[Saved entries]
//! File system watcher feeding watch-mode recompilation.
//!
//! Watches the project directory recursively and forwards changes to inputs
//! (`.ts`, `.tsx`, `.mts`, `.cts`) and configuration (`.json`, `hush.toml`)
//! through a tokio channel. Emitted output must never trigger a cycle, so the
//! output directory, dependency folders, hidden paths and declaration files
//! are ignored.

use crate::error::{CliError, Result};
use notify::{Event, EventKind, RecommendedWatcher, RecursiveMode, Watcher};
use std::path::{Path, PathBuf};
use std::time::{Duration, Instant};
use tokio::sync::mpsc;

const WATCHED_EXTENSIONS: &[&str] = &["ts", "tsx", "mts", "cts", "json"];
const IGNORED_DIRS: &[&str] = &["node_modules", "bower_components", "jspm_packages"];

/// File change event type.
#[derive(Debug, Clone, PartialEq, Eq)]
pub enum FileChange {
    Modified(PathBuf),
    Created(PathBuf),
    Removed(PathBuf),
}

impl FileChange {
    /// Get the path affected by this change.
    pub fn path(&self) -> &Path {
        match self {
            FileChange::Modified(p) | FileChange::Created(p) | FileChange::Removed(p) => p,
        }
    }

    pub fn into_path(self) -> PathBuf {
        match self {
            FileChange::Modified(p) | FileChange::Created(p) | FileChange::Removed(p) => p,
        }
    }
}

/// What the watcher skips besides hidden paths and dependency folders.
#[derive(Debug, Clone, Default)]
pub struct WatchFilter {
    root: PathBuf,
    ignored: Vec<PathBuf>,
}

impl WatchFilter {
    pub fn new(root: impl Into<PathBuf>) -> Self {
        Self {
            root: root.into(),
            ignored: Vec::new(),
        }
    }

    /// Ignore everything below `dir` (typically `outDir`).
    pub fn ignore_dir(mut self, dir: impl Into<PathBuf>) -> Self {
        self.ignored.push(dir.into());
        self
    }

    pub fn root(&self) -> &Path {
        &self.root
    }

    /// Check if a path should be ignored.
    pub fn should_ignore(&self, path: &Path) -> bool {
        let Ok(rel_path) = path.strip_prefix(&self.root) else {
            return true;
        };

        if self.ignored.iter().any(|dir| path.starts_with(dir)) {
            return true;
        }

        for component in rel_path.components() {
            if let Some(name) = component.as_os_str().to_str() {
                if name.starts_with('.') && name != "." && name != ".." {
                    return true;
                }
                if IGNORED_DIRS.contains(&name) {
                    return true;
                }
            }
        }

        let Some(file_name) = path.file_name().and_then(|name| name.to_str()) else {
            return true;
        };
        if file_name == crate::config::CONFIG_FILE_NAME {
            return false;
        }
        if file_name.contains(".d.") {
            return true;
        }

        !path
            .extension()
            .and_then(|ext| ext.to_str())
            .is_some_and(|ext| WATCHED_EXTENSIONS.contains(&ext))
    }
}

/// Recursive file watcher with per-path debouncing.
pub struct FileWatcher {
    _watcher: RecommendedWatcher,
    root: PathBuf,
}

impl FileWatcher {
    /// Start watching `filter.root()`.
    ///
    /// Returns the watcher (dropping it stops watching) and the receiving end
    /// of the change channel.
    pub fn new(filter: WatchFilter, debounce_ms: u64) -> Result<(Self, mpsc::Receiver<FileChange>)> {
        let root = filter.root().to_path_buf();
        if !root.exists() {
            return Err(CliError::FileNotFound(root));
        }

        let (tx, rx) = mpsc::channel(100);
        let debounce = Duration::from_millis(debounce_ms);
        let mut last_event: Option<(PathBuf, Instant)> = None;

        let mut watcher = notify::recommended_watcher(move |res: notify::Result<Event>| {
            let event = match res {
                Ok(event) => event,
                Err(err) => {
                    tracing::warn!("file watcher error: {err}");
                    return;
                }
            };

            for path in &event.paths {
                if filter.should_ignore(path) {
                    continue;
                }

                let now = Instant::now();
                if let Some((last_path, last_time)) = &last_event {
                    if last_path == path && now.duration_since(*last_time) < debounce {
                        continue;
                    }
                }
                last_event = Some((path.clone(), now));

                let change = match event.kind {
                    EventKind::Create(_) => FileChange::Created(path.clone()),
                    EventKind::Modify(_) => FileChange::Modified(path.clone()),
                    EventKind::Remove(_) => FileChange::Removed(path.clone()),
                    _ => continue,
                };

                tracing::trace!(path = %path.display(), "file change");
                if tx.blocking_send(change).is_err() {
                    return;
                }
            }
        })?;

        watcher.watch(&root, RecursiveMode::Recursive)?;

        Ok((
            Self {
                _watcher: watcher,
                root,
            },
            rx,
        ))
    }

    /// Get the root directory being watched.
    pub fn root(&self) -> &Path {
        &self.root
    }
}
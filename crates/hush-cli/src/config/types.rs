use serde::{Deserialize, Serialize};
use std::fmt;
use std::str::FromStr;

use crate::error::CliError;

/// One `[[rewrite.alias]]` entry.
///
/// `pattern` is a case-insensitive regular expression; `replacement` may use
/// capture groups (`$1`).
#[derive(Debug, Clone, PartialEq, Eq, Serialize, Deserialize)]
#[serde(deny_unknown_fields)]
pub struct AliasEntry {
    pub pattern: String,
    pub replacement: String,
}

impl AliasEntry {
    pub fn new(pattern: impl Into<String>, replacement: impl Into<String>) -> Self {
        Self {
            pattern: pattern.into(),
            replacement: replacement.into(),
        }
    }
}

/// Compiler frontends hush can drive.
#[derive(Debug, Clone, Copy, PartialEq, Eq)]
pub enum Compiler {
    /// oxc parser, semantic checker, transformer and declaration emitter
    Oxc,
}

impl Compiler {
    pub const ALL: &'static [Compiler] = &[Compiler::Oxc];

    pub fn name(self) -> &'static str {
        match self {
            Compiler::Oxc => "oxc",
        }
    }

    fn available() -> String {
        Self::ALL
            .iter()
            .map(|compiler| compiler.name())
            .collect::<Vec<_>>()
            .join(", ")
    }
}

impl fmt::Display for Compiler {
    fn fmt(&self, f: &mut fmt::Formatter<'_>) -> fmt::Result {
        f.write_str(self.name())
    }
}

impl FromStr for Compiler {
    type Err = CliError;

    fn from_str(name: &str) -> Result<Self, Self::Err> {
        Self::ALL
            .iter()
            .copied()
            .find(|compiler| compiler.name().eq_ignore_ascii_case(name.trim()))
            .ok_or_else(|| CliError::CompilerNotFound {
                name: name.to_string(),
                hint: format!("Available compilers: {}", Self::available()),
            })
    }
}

# Exercise directions:
All lines of the data above must be repeated exactly.

# Answer for the task:
//! File system watcher feeding watch-mode recompilation.
//!
//! Watches the project directory recursively and forwards changes to inputs
//! (`.ts`, `.tsx`, `.mts`, `.cts`) and configuration (`.json`, `hush.toml`)
//! through a tokio channel. Emitted output must never trigger a cycle, so the
//! output directory, dependency folders, hidden paths and declaration files
//! are ignored.

use crate::error::{CliError, Result};
use notify::{Event, EventKind, RecommendedWatcher, RecursiveMode, Watcher};
use std::path::{Path, PathBuf};
use std::time::{Duration, Instant};
use tokio::sync::mpsc;

const WATCHED_EXTENSIONS: &[&str] = &["ts", "tsx", "mts", "cts", "json"];
const IGNORED_DIRS: &[&str] = &["node_modules", "bower_components", "jspm_packages"];

/// File change event type.
#[derive(Debug, Clone, PartialEq, Eq)]
pub enum FileChange {
    Modified(PathBuf),
    Created(PathBuf),
    Removed(PathBuf),
}

impl FileChange {
    /// Get the path affected by this change.
    pub fn path(&self) -> &Path {
        match self {
            FileChange::Modified(p) | FileChange::Created(p) | FileChange::Removed(p) => p,
        }
    }

    pub fn into_path(self) -> PathBuf {
        match self {
            FileChange::Modified(p) | FileChange::Created(p) | FileChange::Removed(p) => p,
        }
    }
}

/// What the watcher skips besides hidden paths and dependency folders.
#[derive(Debug, Clone, Default)]
pub struct WatchFilter {
    root: PathBuf,
    ignored: Vec<PathBuf>,
}

impl WatchFilter {
    pub fn new(root: impl Into<PathBuf>) -> Self {
        Self {
            root: root.into(),
            ignored: Vec::new(),
        }
    }

    /// Ignore everything below `dir` (typically `outDir`).
    pub fn ignore_dir(mut self, dir: impl Into<PathBuf>) -> Self {
        self.ignored.push(dir.into());
        self
    }

    pub fn root(&self) -> &Path {
        &self.root
    }

    /// Check if a path should be ignored.
    pub fn should_ignore(&self, path: &Path) -> bool {
        let Ok(rel_path) = path.strip_prefix(&self.root) else {
            return true;
        };

        if self.ignored.iter().any(|dir| path.starts_with(dir)) {
            return true;
        }

        for component in rel_path.components() {
            if let Some(name) = component.as_os_str().to_str() {
                if name.starts_with('.') && name != "." && name != ".." {
                    return true;
                }
                if IGNORED_DIRS.contains(&name) {
                    return true;
                }
            }
        }

        let Some(file_name) = path.file_name().and_then(|name| name.to_str()) else {
            return true;
        };
        if file_name == crate::config::CONFIG_FILE_NAME {
            return false;
        }
        if file_name.contains(".d.") {
            return true;
        }

        !path
            .extension()
            .and_then(|ext| ext.to_str())
            .is_some_and(|ext| WATCHED_EXTENSIONS.contains(&ext))
    }
}

/// Recursive file watcher with per-path debouncing.
pub struct FileWatcher {
    _watcher: RecommendedWatcher,
    root: PathBuf,
}

impl FileWatcher {
    /// Start watching `filter.root()`.
    ///
    /// Returns the watcher (dropping it stops watching) and the receiving end
    /// of the change channel.
    pub fn new(filter: WatchFilter, debounce_ms: u64) -> Result<(Self, mpsc::Receiver<FileChange>)> {
        let root = filter.root().to_path_buf();
        if !root.exists() {
            return Err(CliError::FileNotFound(root));
        }

        let (tx, rx) = mpsc::channel(100);
        let debounce = Duration::from_millis(debounce_ms);
        let mut last_event: Option<(PathBuf, Instant)> = None;

        let mut watcher = notify::recommended_watcher(move |res: notify::Result<Event>| {
            let event = match res {
                Ok(event) => event,
                Err(err) => {
                    tracing::warn!("file watcher error: {err}");
                    return;
                }
            };

            for path in &event.paths {
                if filter.should_ignore(path) {
                    continue;
                }

                let now = Instant::now();
                if let Some((last_path, last_time)) = &last_event {
                    if last_path == path && now.duration_since(*last_time) < debounce {
                        continue;
                    }
                }
                last_event = Some((path.clone(), now));

                let change = match event.kind {
                    EventKind::Create(_) => FileChange::Created(path.clone()),
                    EventKind::Modify(_) => FileChange::Modified(path.clone()),
                    EventKind::Remove(_) => FileChange::Removed(path.clone()),
                    _ => continue,
                };

                tracing::trace!(path = %path.display(), "file change");
                if tx.blocking_send(change).is_err() {
                    return;
                }
            }
        })?;

        watcher.watch(&root, RecursiveMode::Recursive)?;

        Ok((
            Self {
                _watcher: watcher,
                root,
            },
            rx,
        ))
    }

    /// Get the root directory being watched.
    pub fn root(&self) -> &Path {
        &self.root
    }
}
filename crates/hush-cli/src/config/types.rs
use serde::{Deserialize, Serialize};
use std::fmt;
use std::str::FromStr;

use crate::error::CliError;

/// One `[[rewrite.alias]]` entry.
///
/// `pattern` is a case-insensitive regular expression; `replacement` may use
/// capture groups (`$1`).
#[derive(Debug, Clone, PartialEq, Eq, Serialize, Deserialize)]
#[serde(deny_unknown_fields)]
pub struct AliasEntry {
    pub pattern: String,
    pub replacement: String,
}

impl AliasEntry {
    pub fn new(pattern: impl Into<String>, replacement: impl Into<String>) -> Self {
        Self {
            pattern: pattern.into(),
            replacement: replacement.into(),
        }
    }
}

/// Compiler frontends hush can drive.
#[derive(Debug, Clone, Copy, PartialEq, Eq)]
pub enum Compiler {
    /// oxc parser, semantic checker, transformer and declaration emitter
    Oxc,
}

impl Compiler {
    pub const ALL: &'static [Compiler] = &[Compiler::Oxc];

    pub fn name(self) -> &'static str {
        match self {
            Compiler::Oxc => "oxc",
        }
    }

    fn available() -> String {
        Self::ALL
            .iter()
            .map(|compiler| compiler.name())
            .collect::<Vec<_>>()
            .join(", ")
    }
}

impl fmt::Display for Compiler {
    fn fmt(&self, f: &mut fmt::Formatter<'_>) -> fmt::Result {
        f.write_str(self.name())
    }
}

impl FromStr for Compiler {
    type Err = CliError;

    fn from_str(name: &str) -> Result<Self, Self::Err> {
        Self::ALL
            .iter()
            .copied()
            .find(|compiler| compiler.name().eq_ignore_ascii_case(name.trim()))
            .ok_or_else(|| CliError::CompilerNotFound {
                name: name.to_string(),
                hint: format!("Available compilers: {}", Self::available()),
            })
    }
}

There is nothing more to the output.